The Booksellers
The title tells you what you need to know about this documentary: It’s a love letter to the people who love books — you know, the old-fashioned kind, made out of ink imprinted on paper. For anyone who has spent awesome hours discovering the secrets of the towering stacks within used-book shops, The Booksellers will be a comforting window into the world of hard-core book collectors and traders, mostly in New York City.
The famous Strand, one of the few survivors of a golden age of Manhattan bookstores, is one of many explored here, along with visits to book collector expositions and homes with volumes stacked from floor to ceiling. In these days of self-isolation, it’s rather nice to settle back on your sofa and take virtual tours of places now closed to you, and to hear stories from the many eccentric and determined people who keep them alive.
It’s not surprising that director-editor-producer D.W. Young’s resume is dominated by documentary shorts, because The Booksellers is essentially a bundle of self-contained portraits and vignettes and topical discussions, one after the other. (It’s a nice structure for home viewing, since pauses to grab another chardonnay don’t interrupt the flow.)

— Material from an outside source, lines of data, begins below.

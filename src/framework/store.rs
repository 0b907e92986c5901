//! # Resource Stores
//!
//! A [`ResourceStore`] is the persistence half of a [`ResourceActor`](super::ResourceActor).
//! The actor owns its store exclusively, so implementations can hold
//! non-`Sync` handles such as a `rusqlite::Connection` without any locking.
//!
//! Every method is synchronous: a store call runs inside the actor's message
//! loop and completes before the next message is taken off the channel.

use super::core::ActorEntity;

/// Errors raised by a store implementation.
#[derive(Debug, Clone, thiserror::Error, PartialEq)]
pub enum StoreError {
    #[error("Duplicate key: {0}")]
    Duplicate(String),
    #[error("Invalid query: {0}")]
    InvalidQuery(String),
    #[error("Backend error: {0}")]
    Backend(String),
}

impl From<rusqlite::Error> for StoreError {
    fn from(e: rusqlite::Error) -> Self {
        match e {
            rusqlite::Error::SqliteFailure(ref code, ref msg)
                if code.extended_code == rusqlite::ffi::SQLITE_CONSTRAINT_PRIMARYKEY
                    || code.extended_code == rusqlite::ffi::SQLITE_CONSTRAINT_UNIQUE =>
            {
                StoreError::Duplicate(msg.clone().unwrap_or_else(|| e.to_string()))
            }
            other => StoreError::Backend(other.to_string()),
        }
    }
}

/// Persistence contract for a single entity type.
///
/// Besides the per-entity CRUD calls, a store answers collection-level
/// [`ActorEntity::Query`] requests (aggregates, bulk writes) which have no
/// natural home on a single entity.
pub trait ResourceStore<T: ActorEntity>: Send + 'static {
    /// Persist a newly created entity. Fails with [`StoreError::Duplicate`] if the id exists.
    fn insert(&mut self, item: &T) -> Result<(), StoreError>;

    /// Load an entity by id.
    fn fetch(&self, id: &T::Id) -> Result<Option<T>, StoreError>;

    /// Overwrite an existing entity.
    fn save(&mut self, item: &T) -> Result<(), StoreError>;

    /// Remove an entity, returning whether it existed.
    fn remove(&mut self, id: &T::Id) -> Result<bool, StoreError>;

    /// Number of stored entities.
    fn count(&self) -> Result<usize, StoreError>;

    /// Run a collection-level query.
    fn query(&mut self, query: T::Query) -> Result<T::QueryResult, StoreError>;
}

We meet the trio of sisters (pictured above) who happily inherited their father’s shop and learn the secret of their survival. We visit the dealer-collector-hoarder whose apartment is a hazardous maze of shelves and teetering piles. We investigate the apartment of two now-gone academics, who took slightly better care of their dusty boxes of books than of their moldy, crumbling walls. We meet young women who discuss the gender imbalance of the business. And we hear how the internet has reshaped the book market, for good and for ill.
What we don’t get is any discussion of bookstores’ most important strategies for continuity: community marketing, in-store cafes, author appearances, online outreach, and so on. It’s like Young — who has been working on this film for four years or longer — isn’t really interested in the business side of the book business. He’s just in love with the booksellers.
And with Fran Lebowitz. As a kind of reward for staying aboard Young’s virtual tour bus through the streets of Manhattan, we get periodic visits with notorious New York wit and curmudgeon, perhaps the best bits of the doc. “You know what they used to call independent bookstores?” she quips. “Bookstores.”
Of course, if you don’t know she’s Fran Lebowitz, the film isn’t going to tell you. For a movie about written words, Young has a strange aversion to using them to identify his subjects, except occasionally by first name. There are no onscreen labels to remind us who’s who or what their particular expertise or position might be, which can be frustrating. Nor do the various segments add up to a definitive conclusion. Will bookstores adapt and survive? The Booksellers is irrationally hopeful but inconclusive.
No matter, these folks are a charming and intriguing lot. When closing time comes, you may not want to leave. But don’t rush out — Lebowitz gets the last word after the credits conclude.
Grade: B. Not rated but PG equivalent. Available for streaming via the Fine Arts Theatre’s and Grail Moviehouse’s websites beginning April 17.